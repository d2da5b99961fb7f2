use log::{debug, info};
use std::{error::Error, fmt, io, num::NonZeroUsize, path::Path};

use super::net::{Network, ProcessError, SizeMismatch, Topology};
use super::training_log::{EpochRecord, TrainingLog};
use crate::data::{Entry, TrainingSet};

pub const LEARNING_RATE: f64 = 0.001;
pub const MOMENTUM: f64 = 0.9;
pub const MAX_EPOCHS: usize = 1500;
pub const DESIRED_ACCURACY: f64 = 90.0;

/// Accuracy (percent) and mean squared error of a network over one set.
#[derive(Debug, Default, Clone, Copy, PartialEq)]
pub struct SetStats {
    pub accuracy: f64,
    pub mse: f64,
}

/// Why a training run stopped. Neither is a failure.
#[derive(Debug, Clone, Copy, PartialEq, Eq)]
pub enum Termination {
    /// Training and generalization accuracy both reached the desired accuracy.
    Converged,
    MaxEpochsReached,
}

/// Outcome of `Trainer::train_run`.
#[derive(Debug, Clone, Copy, PartialEq)]
pub struct RunReport {
    /// Epochs run.
    pub epochs: usize,
    pub termination: Termination,
    pub training: SetStats,
    pub generalization: SetStats,
    pub validation: SetStats,
}

/// Net trainer structure.
///
/// Gradient descent with momentum and optional batch learning. Training procedure looks
/// like this:
/// * One allocates training buffers by calling `Network::build_trainer`, which consumes the
/// `Network` and returns `Trainer` object.
/// (Consuming `Network` prevents one from building another concurrent `Trainer`.)
/// * Parameters and stopping conditions are set with `Trainer::set_training_parameters` and
/// `Trainer::set_stopping_conditions`, logging to a csv file with `Trainer::enable_logging`.
/// * Each call of `Trainer::train_run` trains on one `TrainingSet` until the desired accuracy
/// or the epochs limit is reached. Weights carry over from run to run.
/// * Once finished training, `Trainer::teardown` frees the training buffers and gives the
/// `Network` back.
pub struct Trainer {
    /// The network object trainer posesses.
    pub(crate) net: Network,

    learning_rate: f64,
    momentum: f64,
    use_batch: bool,

    max_epochs: usize,
    desired_accuracy: f64,

    epoch: usize,

    /// Buffer with equivalent structure and size as `Network::coeffs`, holding weight changes.
    /// * Online learning: the change applied after the last entry (needed for momentum).
    /// * Batch learning: changes accumulated over the epoch, zeroed once applied.
    pub(crate) delta_buffer: Box<[f64]>,

    /// Error gradients of hidden neurons (bias neuron excluded).
    hidden_gradients: Box<[f64]>,

    /// Error gradients of output neurons.
    output_gradients: Box<[f64]>,

    training: SetStats,
    generalization: SetStats,
    validation: SetStats,

    log: Option<TrainingLog>,
}

impl Trainer {
    /// Consumes `Network` and builds `Trainer` object containing it.
    pub(super) fn build(net: Network) -> Trainer {
        let Topology {
            hidden, outputs, ..
        } = net.topology;

        Trainer {
            delta_buffer: vec![0.0; net.coeffs.len()].into_boxed_slice(),
            hidden_gradients: vec![0.0; hidden].into_boxed_slice(),
            output_gradients: vec![0.0; outputs].into_boxed_slice(),
            net,
            learning_rate: LEARNING_RATE,
            momentum: MOMENTUM,
            use_batch: false,
            max_epochs: MAX_EPOCHS,
            desired_accuracy: DESIRED_ACCURACY,
            epoch: 0,
            training: SetStats::default(),
            generalization: SetStats::default(),
            validation: SetStats::default(),
            log: None,
        }
    }

    /// Returns reference to contained `Network`.
    pub fn net_ref(&self) -> &Network {
        &self.net
    }

    /// Returns mutable reference to contained `Network`, allowing the use of
    /// `Network::forward`.
    pub fn net_mut(&mut self) -> &mut Network {
        &mut self.net
    }

    /// Sets learning rate, momentum (ignored by batch learning) and update mode.
    /// Switching the update mode clears pending weight changes; weights are never touched.
    pub fn set_training_parameters(&mut self, learning_rate: f64, momentum: f64, use_batch: bool) {
        if use_batch != self.use_batch {
            self.delta_buffer.iter_mut().for_each(|d| *d = 0.0);
        }
        self.learning_rate = learning_rate;
        self.momentum = momentum;
        self.use_batch = use_batch;
    }

    /// Sets the epochs limit and the accuracy (percent) both training and generalization
    /// sets have to reach to stop early.
    pub fn set_stopping_conditions(&mut self, max_epochs: usize, desired_accuracy: f64) {
        self.max_epochs = max_epochs;
        self.desired_accuracy = desired_accuracy;
    }

    /// Logs training progress to a csv file every `resolution` epochs, replacing any
    /// previous log.
    pub fn enable_logging<P: AsRef<Path>>(
        &mut self,
        path: P,
        resolution: NonZeroUsize,
    ) -> Result<(), csv::Error> {
        self.log = Some(TrainingLog::create(path, resolution)?);
        Ok(())
    }

    /// Same as `Trainer::enable_logging`, writing to any sink.
    pub fn enable_logging_to<W: io::Write + Send + 'static>(
        &mut self,
        sink: W,
        resolution: NonZeroUsize,
    ) -> Result<(), csv::Error> {
        self.log = Some(TrainingLog::from_writer(sink, resolution)?);
        Ok(())
    }

    /// Stops logging, returning the log if there was one.
    pub fn disable_logging(&mut self) -> Option<TrainingLog> {
        self.log.take()
    }

    pub fn learning_rate(&self) -> f64 {
        self.learning_rate
    }

    pub fn momentum(&self) -> f64 {
        self.momentum
    }

    pub fn use_batch(&self) -> bool {
        self.use_batch
    }

    pub fn max_epochs(&self) -> usize {
        self.max_epochs
    }

    pub fn desired_accuracy(&self) -> f64 {
        self.desired_accuracy
    }

    /// Epochs run so far by the current (or last) training run.
    pub fn epoch(&self) -> usize {
        self.epoch
    }

    fn accuracy_reached(&self) -> bool {
        self.training.accuracy >= self.desired_accuracy
            && self.generalization.accuracy >= self.desired_accuracy
    }

    fn epoch_record(&self) -> EpochRecord {
        EpochRecord {
            epoch: self.epoch,
            training_accuracy: self.training.accuracy,
            generalization_accuracy: self.generalization.accuracy,
            training_mse: self.training.mse,
            generalization_mse: self.generalization.mse,
        }
    }

    fn score(&mut self, set: &[Entry]) -> Result<SetStats, ProcessError> {
        Ok(SetStats {
            accuracy: self.net.accuracy(set)?,
            mse: self.net.mse(set)?,
        })
    }

    /// Trains the network on `set.training` until both training and generalization accuracy
    /// reach the desired accuracy, or the epochs limit is hit; then scores `set.validation`.
    ///
    /// Only the epoch counter restarts. Accuracies carry over from the previous run, so a run
    /// following a converged one trains no epoch and only scores `set.validation`.
    ///
    /// # Returns
    /// * `Ok(RunReport)` however the run ended;
    /// * `Err(TrainError)` if an entry doesn't fit the network or the log can't be written.
    ///
    /// # Examples
    /// ```
    /// # use bpnnet::data::{Entry, TrainingSet};
    /// # use bpnnet::feedforward::{Network, Topology};
    /// # use rand::{rngs::StdRng, SeedableRng};
    /// let entries = [
    ///     Entry::new(vec![0.0, 0.0], vec![0.0]),
    ///     Entry::new(vec![0.0, 1.0], vec![0.0]),
    ///     Entry::new(vec![1.0, 0.0], vec![0.0]),
    ///     Entry::new(vec![1.0, 1.0], vec![1.0]),
    /// ];
    /// let set = TrainingSet { training: &entries, generalization: &entries, validation: &entries };
    ///
    /// let net = Network::new(Topology::new(2, 3, 1), &mut StdRng::seed_from_u64(0)).unwrap();
    /// let mut trainer = net.build_trainer();
    /// trainer.set_stopping_conditions(10, 100.0);
    /// let report = trainer.train_run(&set).unwrap();
    /// assert!(report.epochs <= 10);
    /// ```
    pub fn train_run(&mut self, set: &TrainingSet<'_>) -> Result<RunReport, TrainError> {
        info!(
            "training started: lr {}, momentum {}, {} learning, max epochs {}, {}, \
            {} training / {} generalization / {} validation entries",
            self.learning_rate,
            self.momentum,
            if self.use_batch { "batch" } else { "online" },
            self.max_epochs,
            self.net.topology,
            set.training.len(),
            set.generalization.len(),
            set.validation.len(),
        );

        self.epoch = 0;

        while !self.accuracy_reached() && self.epoch < self.max_epochs {
            let previous_training = self.training.accuracy;
            let previous_generalization = self.generalization.accuracy;

            self.run_epoch(set.training)?;

            self.training = self.score(set.training)?;
            self.generalization = self.score(set.generalization)?;

            let record = self.epoch_record();
            if let Some(log) = &mut self.log {
                if log.is_due(self.epoch) {
                    log.record(&record)?;
                }
            }

            // Report only changes of at least a percent
            if previous_training.ceil() != self.training.accuracy.ceil()
                || previous_generalization.ceil() != self.generalization.accuracy.ceil()
            {
                debug!(
                    "epoch {}: training accuracy {}%, MSE {}; generalization accuracy {}%, MSE {}",
                    self.epoch,
                    self.training.accuracy,
                    self.training.mse,
                    self.generalization.accuracy,
                    self.generalization.mse,
                );
            }

            self.epoch += 1;
        }

        self.validation = self.score(set.validation)?;

        let record = self.epoch_record();
        if let Some(log) = &mut self.log {
            log.record(&record)?;
            log.flush()?;
        }

        let report = RunReport {
            epochs: self.epoch,
            termination: if self.accuracy_reached() {
                Termination::Converged
            } else {
                Termination::MaxEpochsReached
            },
            training: self.training,
            generalization: self.generalization,
            validation: self.validation,
        };

        info!(
            "training complete ({:?}) after {} epochs: validation accuracy {}%, MSE {}",
            report.termination, report.epochs, report.validation.accuracy, report.validation.mse,
        );

        Ok(report)
    }

    /// Feeds every entry forward and backpropagates its errors.
    /// Batch learning applies the accumulated changes once at the end.
    /// A failed batch epoch drops its accumulated changes.
    fn run_epoch(&mut self, set: &[Entry]) -> Result<(), ProcessError> {
        if let Err(err) = self.feed_entries(set) {
            if self.use_batch {
                self.delta_buffer.iter_mut().for_each(|d| *d = 0.0);
            }
            return Err(err);
        }

        if self.use_batch {
            self.update_weights();
        }
        Ok(())
    }

    fn feed_entries(&mut self, set: &[Entry]) -> Result<(), ProcessError> {
        for entry in set {
            self.net.forward(entry.pattern())?;
            self.backpropagate(entry.target())?;
        }
        Ok(())
    }

    /// Adds the change of one row of weights (all weights leaving a neuron) to `deltas`.
    ///
    /// # Arguments
    /// * `deltas` - weight changes of the row;
    /// * `activation` - activation of the upstream neuron;
    /// * `gradients` - error gradients of the downstream neurons.
    fn update_deltas(&self, deltas: &mut [f64], activation: f64, gradients: &[f64]) {
        for (d, &g) in deltas.iter_mut().zip(gradients.iter()) {
            let change = self.learning_rate * activation * g;
            if self.use_batch {
                *d += change;
            } else {
                *d = change + self.momentum * *d;
            }
        }
    }

    /// Calculates error gradients of the last forward pass and the resulting weight changes.
    /// Online learning applies them right away.
    fn backpropagate(&mut self, desired_outputs: &[f64]) -> Result<(), ProcessError> {
        let Topology {
            hidden, outputs, ..
        } = self.net.topology;

        if desired_outputs.len() != outputs {
            return Err(ProcessError::BadTargets(SizeMismatch {
                expected: outputs,
                got: desired_outputs.len(),
            }));
        }

        // Output gradients
        for ((g, &o), &d) in self
            .output_gradients
            .iter_mut()
            .zip(self.net.outputs.iter())
            .zip(desired_outputs.iter())
        {
            *g = Network::sigmoid_der_s(o) * (d - o);
        }

        // Hidden gradients, from hidden -> output weights before they change
        let input_hidden_len = self.net.topology.input_hidden_len();
        let hidden_output = &self.net.coeffs[input_hidden_len..];
        for (j, g) in self.hidden_gradients.iter_mut().enumerate() {
            let weighted_sum: f64 = hidden_output[j * outputs..(j + 1) * outputs]
                .iter()
                .zip(self.output_gradients.iter())
                .map(|(w, og)| w * og)
                .sum();
            *g = Network::sigmoid_der_s(self.net.hidden[j]) * weighted_sum;
        }

        // Weight changes, bias neurons included
        let mut deltas = std::mem::take(&mut self.delta_buffer);
        let (input_hidden_deltas, hidden_output_deltas) = deltas.split_at_mut(input_hidden_len);

        for (row, &h) in hidden_output_deltas
            .chunks_mut(outputs)
            .zip(self.net.hidden.iter())
        {
            self.update_deltas(row, h, &self.output_gradients);
        }
        for (row, &i) in input_hidden_deltas
            .chunks_mut(hidden)
            .zip(self.net.inputs.iter())
        {
            self.update_deltas(row, i, &self.hidden_gradients);
        }

        self.delta_buffer = deltas;

        if !self.use_batch {
            self.update_weights();
        }
        Ok(())
    }

    /// Applies weight changes. Batch learning clears them afterwards, online learning keeps
    /// them for momentum.
    fn update_weights(&mut self) {
        let clear = self.use_batch;
        for (c, d) in self.net.coeffs.iter_mut().zip(self.delta_buffer.iter_mut()) {
            *c += *d;
            if clear {
                *d = 0.0;
            }
        }
    }

    /// Frees training buffers, consuming `Trainer` object, and returns contained `Network`
    /// back. Batch changes not applied yet are lost.
    pub fn teardown(self) -> Network {
        self.net
    }
}

#[derive(Debug)]
pub enum TrainError {
    Process(ProcessError),
    Log(csv::Error),
}

impl fmt::Display for TrainError {
    fn fmt(&self, f: &mut fmt::Formatter) -> fmt::Result {
        match &self {
            TrainError::Process(err) => write!(f, "{}", err),
            TrainError::Log(err) => write!(f, "Can't write training log: {}", err),
        }
    }
}

impl Error for TrainError {
    fn source(&self) -> Option<&(dyn Error + 'static)> {
        match self {
            TrainError::Process(err) => Some(err),
            TrainError::Log(err) => Some(err),
        }
    }
}

impl From<ProcessError> for TrainError {
    fn from(err: ProcessError) -> Self {
        TrainError::Process(err)
    }
}

impl From<csv::Error> for TrainError {
    fn from(err: csv::Error) -> Self {
        TrainError::Log(err)
    }
}
//! Single-hidden-layer feedforward neural network with backpropagation-based gradient descent
//! training

mod net;
mod trainer;
mod training_log;

pub use net::*;
pub use trainer::*;
pub use training_log::*;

....................

• Exercise instructions
Using the material above, state how many lines carry the word "applied", giving the number alone.

• Answer to the exercise
3